Pengawasan oleh Bea dan Cukai
PMK 89/2025 memberi kewenangan kepada Pejabat Bea dan Cukai untuk melakukan pengawasan terhadap pemasukan dan pengeluaran BKC berdasarkan:
- profil risiko pengusaha; atau
- pertimbangan tertentu dari Kepala Kantor.
Dalam hal terdapat dugaan penyimpangan yang berpotensi menimbulkan kerugian negara, pengawasan dapat dilakukan secara langsung tanpa mempertimbangkan profil risiko.
Pengangkutan BKC dan Dokumen Cukai
Kewajiban Dokumen dalam Pengangkutan
Pengangkutan BKC yang belum dilunasi cukainya wajib dilindungi dengan Dokumen Cukai, baik:
- dalam kemasan untuk penjualan eceran; maupun
- dalam bentuk curah atau kemasan non-eceran.

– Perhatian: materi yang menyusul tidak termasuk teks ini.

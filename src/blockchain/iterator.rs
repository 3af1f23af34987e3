use super::block::Block;
use super::chain::BlockchainError;
use super::storage::ChainStore;

/// Cursor that walks the persisted chain from a starting hash back to genesis.
///
/// Callers can stop either on `EndOfChain` from [`ChainIterator::next_block`]
/// or by checking [`Block::is_genesis`] on the returned block. Used as a std
/// [`Iterator`], the walk simply ends after the genesis block.
pub struct ChainIterator<'a> {
    current_hash: Vec<u8>,
    store: &'a ChainStore,
}

impl<'a> ChainIterator<'a> {
    pub fn new(store: &'a ChainStore, start: Vec<u8>) -> Self {
        ChainIterator {
            current_hash: start,
            store,
        }
    }

    /// Hash of the block the next call will return; empty past genesis
    pub fn current_hash(&self) -> &[u8] {
        &self.current_hash
    }

    /// Returns the block at the cursor and moves the cursor to its parent
    pub fn next_block(&mut self) -> Result<Block, BlockchainError> {
        if self.current_hash.is_empty() {
            return Err(BlockchainError::EndOfChain);
        }

        match self.store.get_block(&self.current_hash) {
            Ok(block) => {
                self.current_hash = block.prev_hash.clone();
                Ok(block)
            }
            Err(err) => {
                // A broken link cannot be walked past
                self.current_hash.clear();
                Err(err.into())
            }
        }
    }
}

impl Iterator for ChainIterator<'_> {
    type Item = Result<Block, BlockchainError>;

    fn next(&mut self) -> Option<Self::Item> {
        match self.next_block() {
            Err(BlockchainError::EndOfChain) => None,
            other => Some(other),
        }
    }
}
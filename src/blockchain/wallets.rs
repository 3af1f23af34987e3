use std::collections::HashMap;
use std::fs;
use std::path::Path;

use log::info;
use thiserror::Error;

use super::crypto::{Address, CryptoError, Wallet};

/// Errors that can occur while loading or saving wallets
#[derive(Debug, Error)]
pub enum WalletError {
    #[error("I/O error: {0}")]
    IoError(#[from] std::io::Error),

    #[error("Wallet file is malformed: {0}")]
    FormatError(#[from] serde_json::Error),

    #[error("Invalid key in wallet file: {0}")]
    KeyError(String),

    #[error("Crypto error: {0}")]
    CryptoError(#[from] CryptoError),
}

/// The wallets owned by this node, keyed by address.
///
/// On disk the collection is a JSON object mapping each address to its
/// hex-encoded secret key.
#[derive(Debug, Clone, Default)]
pub struct Wallets {
    wallets: HashMap<String, Wallet>,
}

impl Wallets {
    pub fn new() -> Self {
        Self::default()
    }

    /// Loads the wallets stored at `path`; a missing file is an empty collection
    pub fn load_file<P: AsRef<Path>>(path: P) -> Result<Self, WalletError> {
        let path = path.as_ref();
        if !path.exists() {
            return Ok(Self::new());
        }

        let content = fs::read_to_string(path)?;
        let stored: HashMap<String, String> = serde_json::from_str(&content)?;

        let mut wallets = HashMap::with_capacity(stored.len());
        for (address, secret_hex) in stored {
            let secret = hex::decode(&secret_hex)
                .map_err(|e| WalletError::KeyError(format!("{}: {}", address, e)))?;
            let wallet = Wallet::from_secret_key(&secret)?;

            if wallet.address().0 != address {
                return Err(WalletError::KeyError(format!(
                    "{}: key belongs to {}",
                    address,
                    wallet.address()
                )));
            }
            wallets.insert(address, wallet);
        }

        info!("Loaded {} wallet(s) from {}", wallets.len(), path.display());
        Ok(Wallets { wallets })
    }

    /// Writes the collection to `path`, creating parent directories as needed
    pub fn save_file<P: AsRef<Path>>(&self, path: P) -> Result<(), WalletError> {
        let path = path.as_ref();
        if let Some(parent) = path.parent() {
            fs::create_dir_all(parent)?;
        }

        let stored: HashMap<&str, String> = self
            .wallets
            .iter()
            .map(|(address, wallet)| (address.as_str(), hex::encode(wallet.export_secret_key())))
            .collect();

        fs::write(path, serde_json::to_string_pretty(&stored)?)?;
        Ok(())
    }

    /// Generates a new wallet and returns its address
    pub fn add_wallet(&mut self) -> Address {
        let wallet = Wallet::new();
        let address = wallet.address().clone();
        self.wallets.insert(address.0.clone(), wallet);
        address
    }

    pub fn get_wallet(&self, address: &str) -> Option<&Wallet> {
        self.wallets.get(address)
    }

    /// All addresses, sorted
    pub fn addresses(&self) -> Vec<String> {
        let mut addresses: Vec<String> = self.wallets.keys().cloned().collect();
        addresses.sort();
        addresses
    }

    pub fn len(&self) -> usize {
        self.wallets.len()
    }

    pub fn is_empty(&self) -> bool {
        self.wallets.is_empty()
    }
}
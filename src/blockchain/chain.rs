use std::collections::{HashMap, HashSet};
use std::sync::Arc;

use log::{debug, info, warn};
use thiserror::Error;

use super::block::Block;
use super::crypto::{hash_pub_key, Ed25519Verifier, SignatureVerifier};
use super::iterator::ChainIterator;
use super::storage::{ChainStore, StorageError};
use super::transaction::{Transaction, TransactionError, TxOutput, COINBASE_REWARD};

/// Output indexes per transaction hash
pub type OutputIndexes = HashMap<Vec<u8>, Vec<i64>>;

/// Errors that can occur during blockchain operations
#[derive(Debug, Error)]
pub enum BlockchainError {
    #[error("Blockchain already exists")]
    AlreadyExists,

    #[error("No existing blockchain found")]
    NotFound,

    #[error("Reached the end of the chain")]
    EndOfChain,

    #[error("Transaction not found: {0}")]
    TransactionNotFound(String),

    #[error("Invalid transaction: {0}")]
    InvalidTransaction(String),

    #[error("Transaction error: {0}")]
    TransactionError(#[from] TransactionError),

    #[error("Storage error: {0}")]
    StorageError(#[from] StorageError),
}

/// Every persisted transaction by hash, plus every output already spent
struct ChainIndex {
    transactions: HashMap<Vec<u8>, Transaction>,
    spent: HashSet<(Vec<u8>, i64)>,
}

/// Handle on a persisted chain.
///
/// The handle owns the tip pointer; the store owns the block records.
pub struct Blockchain {
    store: ChainStore,
    last_hash: Vec<u8>,
    verifier: Arc<dyn SignatureVerifier>,
}

impl std::fmt::Debug for Blockchain {
    fn fmt(&self, f: &mut std::fmt::Formatter<'_>) -> std::fmt::Result {
        f.debug_struct("Blockchain")
            .field("last_hash", &hex::encode(&self.last_hash))
            .finish()
    }
}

PMK 89/2025 juga merinci kondisi tertentu yang dikecualikan dari kewajiban penggunaan Dokumen Cukai, misalnya untuk tembakau iris tradisional atau minuman beralkohol hasil produksi rakyat dengan kriteria tertentu.
Jenis Dokumen Cukai
Dokumen Cukai dalam PMK 89/2025 dapat berfungsi sebagai:
- pemberitahuan pemasukan dan/atau pengeluaran;
- pelindung pengangkutan BKC; atau
- kombinasi keduanya.
Seluruh Dokumen Cukai pada prinsipnya disampaikan secara elektronik melalui Sistem Aplikasi di Bidang Cukai, dengan pengecualian tertentu jika sistem tidak dapat digunakan.
Baca Juga: Pemerintah Revisi Aturan Penyelesaian Barang Cukai yang Dirampas Negara
Jangka Waktu Pengangkutan dan Perpanjangan
Pengangkutan BKC wajib diselesaikan dalam jangka waktu yang tercantum dalam Dokumen Cukai. Apabila terjadi hambatan operasional atau keadaan di luar kendali pengusaha, perpanjangan jangka waktu dapat diajukan kepada Kepala Kantor Bea dan Cukai paling lambat sebelum masa berlaku dokumen berakhir.
Ketentuan Peralihan dan Waktu Berlaku
PMK 89/2025 mulai berlaku pada 1 Januari 2026. Meski demikian:
- Dokumen Cukai yang telah diterbitkan sebelum PMK 89/2025 berlaku;
- tetap dinyatakan sah dan berlaku;
hingga seluruh kegiatan penimbunan, pemasukan, pengeluaran, dan pengangkutan BKC tersebut diselesaikan.
FAQ Seputar PMK 89/2025 tentang Barang Kena Cukai
1. Apa itu PMK 89/2025?
PMK 89/2025 adalah Peraturan Menteri Keuangan yang mengatur ketentuan penimbunan, pemasukan, pengeluaran, dan pengangkutan Barang Kena Cukai (BKC), sekaligus menggantikan PMK 226/2014.
2. Kapan PMK 89/2025 mulai berlaku?
PMK 89/2025 mulai berlaku pada 1 Januari 2026.
3. Di mana BKC yang belum dilunasi cukainya boleh ditimbun?
BKC yang belum dilunasi cukainya dapat ditimbun di Tempat Penimbunan Sementara (TPS), Tempat Penimbunan Berikat (TPB), pabrik, serta tempat pengguna fasilitas pembebasan cukai sesuai ketentuan.
4. Apa kewajiban pengusaha pabrik dalam menimbun BKC bahan baku?
Pengusaha pabrik wajib menyelenggarakan pembukuan atau pencatatan sediaan BKC atas pemasukan, penimbunan, dan pemakaian BKC yang digunakan sebagai bahan baku atau bahan penolong.
5. Apakah dokumen cukai lama masih berlaku setelah PMK 89/2025 diterbitkan?
Ya. Dokumen cukai yang diterbitkan sebelum PMK 89/2025 berlaku tetap sah dan dapat digunakan sampai seluruh kegiatan penimbunan, pemasukan, pengeluaran, dan pengangkutan BKC diselesaikan.